In medical terms, Triage is the process of separating the people who need help right now, the ones who can wait, and the ones who can't be saved. In software development terms, those roughly correspond to the bugs that need to be fixed for release, the ones that can be deferred, and the ones that are uneconomical to support. No, don't look at me like that; I've known several organizations that saved a fair amount of time and money by first deferring minor issues in IE6, then eventually ending support for customers on that browser.

There are lots of ways to perform the process of triage, from "bug councils" to "war meetings" to letting one person sort the list. (Ken Schwaber, creator of Scrum, has a name for this person: The "single wringable neck.") My experience has been that most development teams can eventually get the bugs in some sorted order, by hook or by crook. The question is: How do you decide what to work on first: bugs or ongoing development? Beyond that, how far down that list do you need to go in order to ship the software?

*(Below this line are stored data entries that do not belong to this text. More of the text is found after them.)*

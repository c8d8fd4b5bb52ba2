//! Error taxonomy shared by every service.
//!
//! Each variant is bound to exactly one HTTP status code and one body shape.
//! The server renders them through `IntoResponse`; the client decodes them
//! back by status code (see `client::decode_error`).

use axum::{
    Json,
    http::{HeaderValue, StatusCode},
    response::{IntoResponse, Response},
};
use serde::{Deserialize, Serialize};
use serde_json::json;
use std::{fmt, io};
use thiserror::Error;

/// Header carrying the error name on every error response.
pub const ERROR_NAME_HEADER: &str = "x-error-name";

/// `bad-request` (400)
#[derive(Debug, Clone, PartialEq, Eq, Serialize, Deserialize)]
pub struct BadRequestT {
    pub message: String,
}

/// `invalid-scopes` (403)
#[derive(Debug, Clone, PartialEq, Eq, Serialize, Deserialize)]
pub struct InvalidScopesT {
    #[serde(default, skip_serializing_if = "Option::is_none")]
    pub id: Option<String>,
    pub message: String,
}

/// `not-found` (404)
#[derive(Debug, Clone, PartialEq, Eq, Serialize, Deserialize)]
pub struct ResourceNotFoundT {
    pub id: String,
    pub message: String,
}

/// `already-created` (409)
#[derive(Debug, Clone, PartialEq, Eq, Serialize, Deserialize)]
pub struct ResourceAlreadyCreatedT {
    pub id: String,
    pub message: String,
}

/// `unsupported-content-type` (415)
#[derive(Debug, Clone, PartialEq, Eq, Serialize, Deserialize)]
pub struct UnsupportedContentTypeT {
    pub message: String,
}

/// `invalid-parameter` (422)
#[derive(Debug, Clone, PartialEq, Eq, Serialize, Deserialize)]
pub struct InvalidParameterT {
    pub name: String,
    #[serde(default, skip_serializing_if = "Option::is_none")]
    pub value: Option<String>,
    pub message: String,
}

/// `not-implemented` (501)
#[derive(Debug, Clone, PartialEq, Eq, Serialize, Deserialize)]
pub struct NotImplementedT {
    pub message: String,
}

/// Names of the errors an endpoint may declare.
#[derive(Debug, Clone, Copy, PartialEq, Eq, Hash)]
pub enum ErrorName {
    BadRequest,
    Unauthorized,
    InvalidScopes,
    NotFound,
    AlreadyCreated,
    UnsupportedContentType,
    InvalidParameter,
    NotImplemented,
    NotAvailable,
}

impl ErrorName {
    pub fn status(self) -> StatusCode {
        match self {
            ErrorName::BadRequest => StatusCode::BAD_REQUEST,
            ErrorName::Unauthorized => StatusCode::UNAUTHORIZED,
            ErrorName::InvalidScopes => StatusCode::FORBIDDEN,
            ErrorName::NotFound => StatusCode::NOT_FOUND,
            ErrorName::AlreadyCreated => StatusCode::CONFLICT,
            ErrorName::UnsupportedContentType => StatusCode::UNSUPPORTED_MEDIA_TYPE,
            ErrorName::InvalidParameter => StatusCode::UNPROCESSABLE_ENTITY,
            ErrorName::NotImplemented => StatusCode::NOT_IMPLEMENTED,
            ErrorName::NotAvailable => StatusCode::SERVICE_UNAVAILABLE,
        }
    }

    pub fn as_str(self) -> &'static str {
        match self {
            ErrorName::BadRequest => "bad-request",
            ErrorName::Unauthorized => "unauthorized",
            ErrorName::InvalidScopes => "invalid-scopes",
            ErrorName::NotFound => "not-found",
            ErrorName::AlreadyCreated => "already-created",
            ErrorName::UnsupportedContentType => "unsupported-content-type",
            ErrorName::InvalidParameter => "invalid-parameter",
            ErrorName::NotImplemented => "not-implemented",
            ErrorName::NotAvailable => "not-available",
        }
    }

    /// Reverse lookup used by the client when switching on a status code.
    pub fn from_status(status: StatusCode) -> Option<Self> {
        [
            ErrorName::BadRequest,
            ErrorName::Unauthorized,
            ErrorName::InvalidScopes,
            ErrorName::NotFound,
            ErrorName::AlreadyCreated,
            ErrorName::UnsupportedContentType,
            ErrorName::InvalidParameter,
            ErrorName::NotImplemented,
            ErrorName::NotAvailable,
        ]
        .into_iter()
        .find(|name| name.status() == status)
    }
}

impl fmt::Display for ErrorName {
    fn fmt(&self, f: &mut fmt::Formatter<'_>) -> fmt::Result {
        f.write_str(self.as_str())
    }
}

/// Every failure a service operation can report.
#[derive(Debug, Clone, PartialEq, Error)]
pub enum ServiceError {
    #[error("bad request: {}", .0.message)]
    BadRequest(BadRequestT),
    #[error("unauthorized")]
    Unauthorized,
    #[error("invalid scopes: {}", .0.message)]
    InvalidScopes(InvalidScopesT),
    #[error("not found: {}", .0.message)]
    NotFound(ResourceNotFoundT),
    #[error("already created: {}", .0.message)]
    AlreadyCreated(ResourceAlreadyCreatedT),
    #[error("unsupported content type: {}", .0.message)]
    UnsupportedContentType(UnsupportedContentTypeT),
    #[error("invalid parameter `{}`: {}", .0.name, .0.message)]
    InvalidParameter(InvalidParameterT),
    #[error("not implemented: {}", .0.message)]
    NotImplemented(NotImplementedT),
    #[error("service not available")]
    NotAvailable,
    #[error("internal error: {0}")]
    Internal(String),
}

pub type ServiceResult<T> = Result<T, ServiceError>;

impl ServiceError {
    pub fn bad_request(msg: impl Into<String>) -> Self {
        Self::BadRequest(BadRequestT {
            message: msg.into(),
        })
    }

    pub fn invalid_scopes(msg: impl Into<String>) -> Self {
        Self::InvalidScopes(InvalidScopesT {
            id: None,
            message: msg.into(),
        })
    }

    pub fn not_found(id: impl Into<String>, msg: impl Into<String>) -> Self {
        Self::NotFound(ResourceNotFoundT {
            id: id.into(),
            message: msg.into(),
        })
    }

    pub fn already_created(id: impl Into<String>, msg: impl Into<String>) -> Self {
        Self::AlreadyCreated(ResourceAlreadyCreatedT {
            id: id.into(),
            message: msg.into(),
        })
    }

    pub fn unsupported_content_type(msg: impl Into<String>) -> Self {
        Self::UnsupportedContentType(UnsupportedContentTypeT {
            message: msg.into(),
        })
    }

    pub fn invalid_parameter(
        name: impl Into<String>,
        value: Option<&str>,
        msg: impl Into<String>,
    ) -> Self {
        Self::InvalidParameter(InvalidParameterT {
            name: name.into(),
            value: value.map(str::to_string),
            message: msg.into(),
        })
    }

    pub fn not_implemented(msg: impl Into<String>) -> Self {
        Self::NotImplemented(NotImplementedT {
            message: msg.into(),
        })
    }

    pub fn internal(msg: impl Into<String>) -> Self {
        Self::Internal(msg.into())
    }

    /// The declared error name, or `None` for internal failures.
    pub fn name(&self) -> Option<ErrorName> {
        match self {
            ServiceError::BadRequest(_) => Some(ErrorName::BadRequest),
            ServiceError::Unauthorized => Some(ErrorName::Unauthorized),
            ServiceError::InvalidScopes(_) => Some(ErrorName::InvalidScopes),
            ServiceError::NotFound(_) => Some(ErrorName::NotFound),
            ServiceError::AlreadyCreated(_) => Some(ErrorName::AlreadyCreated),
            ServiceError::UnsupportedContentType(_) => Some(ErrorName::UnsupportedContentType),
            ServiceError::InvalidParameter(_) => Some(ErrorName::InvalidParameter),
            ServiceError::NotImplemented(_) => Some(ErrorName::NotImplemented),
            ServiceError::NotAvailable => Some(ErrorName::NotAvailable),
            ServiceError::Internal(_) => None,
        }
    }

    pub fn status(&self) -> StatusCode {
        self.name()
            .map(ErrorName::status)
            .unwrap_or(StatusCode::INTERNAL_SERVER_ERROR)
    }
}

impl IntoResponse for ServiceError {
    fn into_response(self) -> Response {
        let status = self.status();
        let mut response = match &self {
            ServiceError::BadRequest(body) => (status, Json(body)).into_response(),
            ServiceError::InvalidScopes(body) => (status, Json(body)).into_response(),
            ServiceError::NotFound(body) => (status, Json(body)).into_response(),
            ServiceError::AlreadyCreated(body) => (status, Json(body)).into_response(),
            ServiceError::UnsupportedContentType(body) => (status, Json(body)).into_response(),
            ServiceError::InvalidParameter(body) => (status, Json(body)).into_response(),
            ServiceError::NotImplemented(body) => (status, Json(body)).into_response(),
            ServiceError::Unauthorized | ServiceError::NotAvailable => status.into_response(),
            ServiceError::Internal(msg) => {
                tracing::error!("internal error: {}", msg);
                (status, Json(json!({ "message": "internal server error" }))).into_response()
            }
        };

        if let Some(name) = self.name() {
            response
                .headers_mut()
                .insert(ERROR_NAME_HEADER, HeaderValue::from_static(name.as_str()));
        }
        response
    }
}

impl From<sqlx::Error> for ServiceError {
    fn from(err: sqlx::Error) -> Self {
        match err {
            sqlx::Error::PoolTimedOut | sqlx::Error::PoolClosed => {
                tracing::warn!("database unavailable: {}", err);
                ServiceError::NotAvailable
            }
            other => ServiceError::Internal(other.to_string()),
        }
    }
}

impl From<io::Error> for ServiceError {
    fn from(err: io::Error) -> Self {
        ServiceError::Internal(err.to_string())
    }
}

impl From<serde_json::Error> for ServiceError {
    fn from(err: serde_json::Error) -> Self {
        ServiceError::Internal(err.to_string())
    }
}

#[cfg(test)]
mod tests {
    use super::*;

    #[test]
    fn every_name_round_trips_through_its_status() {
        for name in [
            ErrorName::BadRequest,
            ErrorName::Unauthorized,
            ErrorName::InvalidScopes,
            ErrorName::NotFound,
            ErrorName::AlreadyCreated,
            ErrorName::UnsupportedContentType,
            ErrorName::InvalidParameter,
            ErrorName::NotImplemented,
            ErrorName::NotAvailable,
        ] {
            assert_eq!(ErrorName::from_status(name.status()), Some(name));
        }
        assert_eq!(ErrorName::from_status(StatusCode::INTERNAL_SERVER_ERROR), None);
    }

    #[test]
    fn error_response_carries_name_header() {
        let resp = ServiceError::not_found("abc", "no such thing").into_response();
        assert_eq!(resp.status(), StatusCode::NOT_FOUND);
        assert_eq!(
            resp.headers().get(ERROR_NAME_HEADER).unwrap(),
            "not-found"
        );
    }

    #[test]
    fn internal_errors_have_no_declared_name() {
        let err = ServiceError::internal("disk on fire");
        assert_eq!(err.name(), None);
        assert_eq!(err.status(), StatusCode::INTERNAL_SERVER_ERROR);
    }

    #[test]
    fn pool_timeouts_map_to_not_available() {
        let err: ServiceError = sqlx::Error::PoolTimedOut.into();
        assert_eq!(err, ServiceError::NotAvailable);
    }
}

If we ignore this problem, and "just" have two different lists, we are stuck on the same old cycle. Once more, invariably, pressure leads to compromise, and, over time, product quality suffers.

The first step is getting the bugs and new features on one list, called a release list. When programmers want new work, they "pull" from that list. When the list is done, the release is done.

Of course, there are other ways to structure the work. You might go down the list and, when the time runs out and the music stops, the team shifts from build mode to regression-test mode. On any but the smallest project, regression-testing yields more bugs, and you'll play the same game, this time trying to decide when to make the ship decision.

You'll notice the bug reporting steps were "Just The Facts Ma'am;" that was designed to reduce friction in the process. It is during triage that your opinion can come out; triage is the time to talk about product quality.

Becoming Quality Advocates

It's more than a little ironic that "QA" is only rarely capable of actually Assuring Quality. After all, programmers write the code, not the testers – and product owners and managers get to decide what is fixed. It is always possible that these decision makers agree on shipping a poor quality product. (For that matter, the specification might be for a poor product, but I digress.)

Yet we "QA" folks can be Quality Advocates. We can be in the Bug Council; we can be in the war meeting. We can say "fix it" and we can argue passionately for the fix.

One way to advocate for quality is to suggest a policy like the one I outlined above: Regressions are automatically categorized as "must fix before ship." Another policy to consider is to fix all bugs before ship; a third might be to fix new bugs as they are found, dropping all development work to do so. You might not get these policies enacted. Still, just having the discussion can have a positive effect on product quality.

You might be tempted to point out that fixing bugs (or not) is an economic decision. Shipping the night before the big trade-show or having the feature available for the Christmas rush can have great value, and it's true, and I may have to put that hat on as I advocate for the customer.

But I'm still going to advocate for the customer, and somehow, I suspect the customer would prefer that we just fix the problem.